Alors que les tensions restent extrêmement fortes autour du détroit d’Ormuz, l’apparition d’une importante pollution maritime signalée près de l’île iranienne de Kharg vient rappeler une réalité souvent sous-estimée : dans cette région stratégique, une crise militaire, énergétique ou maritime peut rapidement se transformer en catastrophe environnementale et économique.
Le 22 mars 2026, dans un article publié sur ce même site (« Ormuz sous tension : une catastrophe pétrolière aux conséquences régionales et écologiques majeures »), nous alertions sur un risque que nous estimions plausible dans le contexte du conflit impliquant l’Iran : celui d’une pollution pétrolière de grande ampleur dans le golfe Persique, dans une zone maritime semi-fermée et particulièrement vulnérable.
Deux mois plus tard, les images satellites publiées entre le 6 et le 8 mai 2026 par le programme européen Copernicus confirment, malheureusement, la pertinence de cette mise en garde.

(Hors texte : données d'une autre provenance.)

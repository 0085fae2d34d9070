//! Field schema handlers.

use axum::extract::{Path, State};
use axum::http::StatusCode;
use axum::Json;
use serde::{Deserialize, Serialize};
use uuid::Uuid;

use tmark_models::{FieldSchema, SchemaField};
use tmark_store::schemas::{self, SchemaWithFields};
use tmark_store::lists;

use crate::auth::AuthUser;
use crate::error::ApiResult;
use crate::state::AppState;

#[derive(Debug, Serialize)]
pub struct SchemaOut {
    #[serde(flatten)]
    pub schema: FieldSchema,
    pub fields: Vec<SchemaField>,
}

impl From<SchemaWithFields> for SchemaOut {
    fn from(s: SchemaWithFields) -> Self {
        Self {
            schema: s.schema,
            fields: s.fields,
        }
    }
}

#[derive(Debug, Deserialize)]
pub struct CreateSchemaRequest {
    pub name: String,
    #[serde(default)]
    pub is_workspace_default: bool,
    #[serde(default)]
    pub fields: Vec<SchemaField>,
}

/// Create a schema with its initial memberships.
pub async fn create_schema(
    State(state): State<AppState>,
    user: AuthUser,
    Path(list_id): Path<Uuid>,
    Json(body): Json<CreateSchemaRequest>,
) -> ApiResult<(StatusCode, Json<SchemaOut>)> {
    lists::get(&state.pool, &user.user_id, list_id).await?;

    let schema = schemas::create(
        &state.pool,
        list_id,
        body.name.trim(),
        body.is_workspace_default,
        &body.fields,
    )
    .await?;
    Ok((StatusCode::CREATED, Json(schema.into())))
}

/// List a list's schemas.
pub async fn list_schemas(
    State(state): State<AppState>,
    user: AuthUser,
    Path(list_id): Path<Uuid>,
) -> ApiResult<Json<Vec<SchemaOut>>> {
    lists::get(&state.pool, &user.user_id, list_id).await?;
    let all = schemas::list_for_list(&state.pool, list_id).await?;
    Ok(Json(all.into_iter().map(SchemaOut::from).collect()))
}

/// Fetch one schema with its memberships.
pub async fn get_schema(
    State(state): State<AppState>,
    user: AuthUser,
    Path((list_id, schema_id)): Path<(Uuid, Uuid)>,
) -> ApiResult<Json<SchemaOut>> {
    lists::get(&state.pool, &user.user_id, list_id).await?;
    let schema = schemas::get(&state.pool, list_id, schema_id).await?;
    Ok(Json(schema.into()))
}

#[derive(Debug, Deserialize)]
pub struct UpdateSchemaRequest {
    pub name: Option<String>,
    /// Full replacement of the membership set
    pub fields: Option<Vec<SchemaField>>,
}

/// Update a schema's name and/or replace its memberships.
pub async fn update_schema(
    State(state): State<AppState>,
    user: AuthUser,
    Path((list_id, schema_id)): Path<(Uuid, Uuid)>,
    Json(body): Json<UpdateSchemaRequest>,
) -> ApiResult<Json<SchemaOut>> {
    lists::get(&state.pool, &user.user_id, list_id).await?;

    let schema = schemas::update(
        &state.pool,
        list_id,
        schema_id,
        body.name.as_deref().map(str::trim),
        body.fields.as_deref(),
    )
    .await?;
    Ok(Json(schema.into()))
}

#[derive(Debug, Deserialize)]
pub struct ReorderRequest {
    pub fields: Vec<ReorderEntry>,
}

#[derive(Debug, Deserialize)]
pub struct ReorderEntry {
    pub field_id: Uuid,
    pub display_order: i32,
}

/// Apply a full reorder atomically.
pub async fn reorder_schema(
    State(state): State<AppState>,
    user: AuthUser,
    Path((list_id, schema_id)): Path<(Uuid, Uuid)>,
    Json(body): Json<ReorderRequest>,
) -> ApiResult<Json<SchemaOut>> {
    lists::get(&state.pool, &user.user_id, list_id).await?;

    let orders: Vec<(Uuid, i32)> = body
        .fields
        .iter()
        .map(|e| (e.field_id, e.display_order))
        .collect();
    let schema = schemas::reorder(&state.pool, list_id, schema_id, &orders).await?;
    Ok(Json(schema.into()))
}

/// Delete a schema.
pub async fn delete_schema(
    State(state): State<AppState>,
    user: AuthUser,
    Path((list_id, schema_id)): Path<(Uuid, Uuid)>,
) -> ApiResult<StatusCode> {
    lists::get(&state.pool, &user.user_id, list_id).await?;
    schemas::delete(&state.pool, list_id, schema_id).await?;
    Ok(StatusCode::NO_CONTENT)
}
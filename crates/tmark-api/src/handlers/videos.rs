//! Video handlers: bulk ingestion, list/detail views, watch progress,
//! typed field values, delete, and manual retry.

use axum::extract::{Path, State};
use axum::http::StatusCode;
use axum::Json;
use serde::{Deserialize, Serialize};
use serde_json::Value;
use tracing::info;
use uuid::Uuid;

use tmark_ingest::ParseOutcome;
use tmark_models::{
    earliest_failed_stage, CustomField, Enrichment, ProcessingStatus, ResolvedField, Tag, Video,
};
use tmark_queue::EnrichJob;
use tmark_store::retry::with_tx_retry;
use tmark_store::values::{ValueUpdate, ValueWithField};
use tmark_store::{enrichments, jobs, lists, resolver, tags, values, videos};

use crate::auth::AuthUser;
use crate::error::{ApiError, ApiResult};
use crate::state::AppState;

/// A filled field value as returned by list and detail views.
#[derive(Debug, Serialize)]
pub struct FieldValueOut {
    pub field_id: Uuid,
    pub name: String,
    pub field_type: &'static str,
    pub value: Value,
    pub updated_at: chrono::DateTime<chrono::Utc>,
}

impl From<&ValueWithField> for FieldValueOut {
    fn from(v: &ValueWithField) -> Self {
        Self {
            field_id: v.field.id,
            name: v.field.name.clone(),
            field_type: v.field.field_type().as_str(),
            value: v.value.to_json(),
            updated_at: v.updated_at,
        }
    }
}

/// An entry of the resolved field union.
#[derive(Debug, Serialize)]
pub struct AvailableFieldOut {
    #[serde(flatten)]
    pub field: CustomField,
    pub effective_display_name: String,
    pub show_on_card: bool,
}

impl From<ResolvedField> for AvailableFieldOut {
    fn from(r: ResolvedField) -> Self {
        Self {
            field: r.field,
            effective_display_name: r.effective_display_name,
            show_on_card: r.show_on_card,
        }
    }
}

#[derive(Debug, Serialize)]
pub struct VideoSummaryOut {
    #[serde(flatten)]
    pub video: Video,
    pub field_values: Vec<FieldValueOut>,
}

#[derive(Debug, Serialize)]
pub struct VideoDetailOut {
    #[serde(flatten)]
    pub video: Video,
    pub enrichment: Option<Enrichment>,
    pub tags: Vec<Tag>,
    pub field_values: Vec<FieldValueOut>,
    pub available_fields: Vec<AvailableFieldOut>,
}

// ============================================================================
// Bulk ingestion
// ============================================================================

#[derive(Debug, Deserialize)]
pub struct BulkIngestRequest {
    /// Direct URL list (pasted input is pre-split by the client)
    #[serde(default)]
    pub urls: Vec<String>,
    /// Raw pasted text, split server-side
    #[serde(default)]
    pub text: Option<String>,
    /// CSV export with a `url` column
    #[serde(default)]
    pub csv: Option<String>,
    /// An Apple `.webloc` document
    #[serde(default)]
    pub webloc: Option<String>,
}

#[derive(Debug, Serialize)]
pub struct BulkIngestResponse {
    pub job_id: Uuid,
    pub accepted: i32,
    pub rejected_count: i32,
}

/// Submit a bulk ingestion job. Rejected URLs never fail the request; they
/// are reported per-row through `rejected_count`.
pub async fn bulk_ingest(
    State(state): State<AppState>,
    user: AuthUser,
    Path(list_id): Path<Uuid>,
    Json(body): Json<BulkIngestRequest>,
) -> ApiResult<(StatusCode, Json<BulkIngestResponse>)> {
    lists::get(&state.pool, &user.user_id, list_id)
        .await
        .map_err(|e| match e {
            tmark_store::StoreError::NotFound { .. } => {
                ApiError::BadRequest("invalid list".to_string())
            }
            other => other.into(),
        })?;

    let mut outcome = ParseOutcome::default();
    for url in &body.urls {
        let url = url.trim();
        if !url.is_empty() {
            outcome.push_candidate(url);
        }
    }
    if let Some(text) = &body.text {
        outcome.merge(tmark_ingest::parse_text(text));
    }
    if let Some(csv) = &body.csv {
        outcome.merge(tmark_ingest::parse_csv(csv));
    }
    if let Some(webloc) = &body.webloc {
        outcome.merge(tmark_ingest::parse_webloc(webloc));
    }

    let ids: Vec<_> = outcome.entries.iter().map(|e| e.id.clone()).collect();
    let bulk = jobs::create_bulk(
        &state.pool,
        list_id,
        &user.user_id,
        &ids,
        outcome.rejected,
    )
    .await?;

    for queued in &bulk.queued {
        let job = EnrichJob {
            job_id: bulk.job.id,
            video_job_id: queued.video_job_id,
            video_id: queued.video_id,
            list_id,
            user_id: user.user_id.clone(),
            youtube_id: queued.youtube_id.clone(),
        };
        match state.queue.enqueue(&job).await {
            Ok(_) => {}
            // A run for this video is already outstanding; fine.
            Err(e) if e.is_duplicate() => {}
            Err(e) => return Err(e.into()),
        }
    }

    info!(
        job_id = %bulk.job.id,
        accepted = bulk.job.accepted,
        rejected = bulk.job.rejected,
        "Bulk ingestion submitted"
    );

    Ok((
        StatusCode::ACCEPTED,
        Json(BulkIngestResponse {
            job_id: bulk.job.id,
            accepted: bulk.job.accepted,
            rejected_count: bulk.job.rejected,
        }),
    ))
}

// ============================================================================
// Views
// ============================================================================

/// List a list's videos with their filled field values.
pub async fn list_videos(
    State(state): State<AppState>,
    user: AuthUser,
    Path(list_id): Path<Uuid>,
) -> ApiResult<Json<Vec<VideoSummaryOut>>> {
    lists::get(&state.pool, &user.user_id, list_id).await?;

    let videos = videos::list_for_list(&state.pool, list_id).await?;
    let mut values_by_video = values::for_list(&state.pool, list_id).await?;

    let out = videos
        .into_iter()
        .map(|video| {
            let field_values = values_by_video
                .remove(&video.id)
                .unwrap_or_default()
                .iter()
                .map(FieldValueOut::from)
                .collect();
            VideoSummaryOut {
                video,
                field_values,
            }
        })
        .collect();

    Ok(Json(out))
}

/// Video detail: enrichment, tags, filled values, and the resolved field
/// union for display and editing.
pub async fn get_video(
    State(state): State<AppState>,
    user: AuthUser,
    Path(video_id): Path<Uuid>,
) -> ApiResult<Json<VideoDetailOut>> {
    let video = videos::get_for_user(&state.pool, &user.user_id, video_id).await?;
    let enrichment = enrichments::get(&state.pool, video_id).await.ok();
    let video_tags = tags::for_video(&state.pool, video_id).await?;
    let field_values = values::for_video(&state.pool, video_id).await?;
    let available = resolver::available_fields(&state.pool, video_id).await?;

    Ok(Json(VideoDetailOut {
        video,
        enrichment,
        tags: video_tags,
        field_values: field_values.iter().map(FieldValueOut::from).collect(),
        available_fields: available.into_iter().map(AvailableFieldOut::from).collect(),
    }))
}

// ============================================================================
// Watch progress
// ============================================================================

#[derive(Debug, Deserialize)]
pub struct WatchProgressRequest {
    pub watch_position: Option<i32>,
}

/// Update the player resume position.
pub async fn update_watch_progress(
    State(state): State<AppState>,
    user: AuthUser,
    Path(video_id): Path<Uuid>,
    Json(body): Json<WatchProgressRequest>,
) -> ApiResult<StatusCode> {
    if matches!(body.watch_position, Some(p) if p < 0) {
        return Err(ApiError::validation("watch_position must be non-negative"));
    }
    videos::set_watch_position(&state.pool, &user.user_id, video_id, body.watch_position).await?;
    Ok(StatusCode::OK)
}

// ============================================================================
// Typed field values
// ============================================================================

#[derive(Debug, Deserialize)]
pub struct FieldValuesRequest {
    pub updates: Vec<FieldValueUpdate>,
}

#[derive(Debug, Deserialize)]
pub struct FieldValueUpdate {
    pub field_id: Uuid,
    #[serde(default)]
    pub value: Value,
}

/// Batch-write typed field values. One invalid entry fails the whole batch
/// with nothing written.
pub async fn put_field_values(
    State(state): State<AppState>,
    user: AuthUser,
    Path(video_id): Path<Uuid>,
    Json(body): Json<FieldValuesRequest>,
) -> ApiResult<Json<Vec<FieldValueOut>>> {
    let updates: Vec<ValueUpdate> = body
        .updates
        .into_iter()
        .map(|u| ValueUpdate {
            field_id: u.field_id,
            value: u.value,
        })
        .collect();

    with_tx_retry("put_field_values", || {
        values::batch_set(&state.pool, &user.user_id, video_id, &updates)
    })
    .await?;

    let current = values::for_video(&state.pool, video_id).await?;
    Ok(Json(current.iter().map(FieldValueOut::from).collect()))
}

// ============================================================================
// Delete and retry
// ============================================================================

/// Delete a video and cancel its outstanding work.
pub async fn delete_video(
    State(state): State<AppState>,
    user: AuthUser,
    Path(video_id): Path<Uuid>,
) -> ApiResult<StatusCode> {
    videos::delete(&state.pool, &user.user_id, video_id).await?;
    // Flag checked by the worker at its next suspension point.
    state.progress.request_cancel(video_id).await.ok();
    Ok(StatusCode::NO_CONTENT)
}

#[derive(Debug, Serialize)]
pub struct RetryResponse {
    pub status: &'static str,
    pub resume_stage: String,
}

/// Manually retry a failed video from its earliest failed stage, keeping
/// prior successful artifacts.
pub async fn retry_video(
    State(state): State<AppState>,
    user: AuthUser,
    Path(video_id): Path<Uuid>,
) -> ApiResult<(StatusCode, Json<RetryResponse>)> {
    let video = videos::get_for_user(&state.pool, &user.user_id, video_id).await?;
    if video.processing_status != ProcessingStatus::Failed {
        return Err(ApiError::validation("only failed videos can be retried"));
    }

    let enrichment = enrichments::get(&state.pool, video_id).await?;
    let resume = earliest_failed_stage(&video, &enrichment);

    let video_job = jobs::latest_for_video(&state.pool, video_id)
        .await?
        .ok_or_else(|| ApiError::not_found("no ingestion job for video"))?;

    jobs::reset_for_retry(&state.pool, video_job.id, resume).await?;
    videos::set_status(&state.pool, video_id, ProcessingStatus::Pending).await?;
    state.progress.clear_cancel(video_id).await.ok();

    let job = EnrichJob {
        job_id: video_job.job_id,
        video_job_id: video_job.id,
        video_id,
        list_id: video.list_id,
        user_id: user.user_id,
        youtube_id: video.youtube_id,
    };
    match state.queue.enqueue(&job).await {
        Ok(_) => {}
        Err(e) if e.is_duplicate() => {}
        Err(e) => return Err(e.into()),
    }

    Ok((
        StatusCode::ACCEPTED,
        Json(RetryResponse {
            status: "queued",
            resume_stage: resume.to_string(),
        }),
    ))
}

⚠️ Une pollution confirmée par satellite au large de Kharg
Ces derniers jours, des images satellites ont révélé une vaste nappe suspectée d’hydrocarbures au large du principal terminal pétrolier iranien. Selon les analyses publiées par plusieurs observatoires indépendants :
- la nappe couvrait environ 45 km² sur les images du 6 mai, soit près de la moitié de la superficie de Paris ;
- le cabinet spécialisé Orbital EOS a évalué son extension à plus de 52 km² le 7 mai ;
- certaines estimations évoquent près de 80 000 barils de brut échappés depuis le 5 mai ;
- au 9 mai, l’observatoire britannique CEOBS constatait une « forte réduction » visuelle de la nappe, sans toutefois en identifier la cause précise.
Si les autorités iraniennes contestent toute fuite provenant de leurs installations et évoquent une « guerre psychologique », cet épisode démontre une nouvelle fois la fragilité du golfe Persique, zone déjà sous haute tension.
🌊 Le détroit d’Ormuz, une zone stratégique sous pression permanente
Le détroit d’Ormuz représente l’un des passages maritimes les plus sensibles au monde. Chaque jour, une part considérable du pétrole mondial y transite. La moindre perturbation entraîne immédiatement des conséquences internationales :
- hausse des prix de l’énergie ;
- tensions sur les marchés ;
- augmentation des coûts du transport maritime ;
- inquiétudes pour l’approvisionnement énergétique mondial.
Depuis plusieurs mois, les signaux d’alerte se multiplient :
- incidents maritimes ;
- démonstrations militaires ;
- pressions diplomatiques ;
- menaces sur la liberté de navigation ;
- renforcement des dispositifs de sécurité dans le Golfe.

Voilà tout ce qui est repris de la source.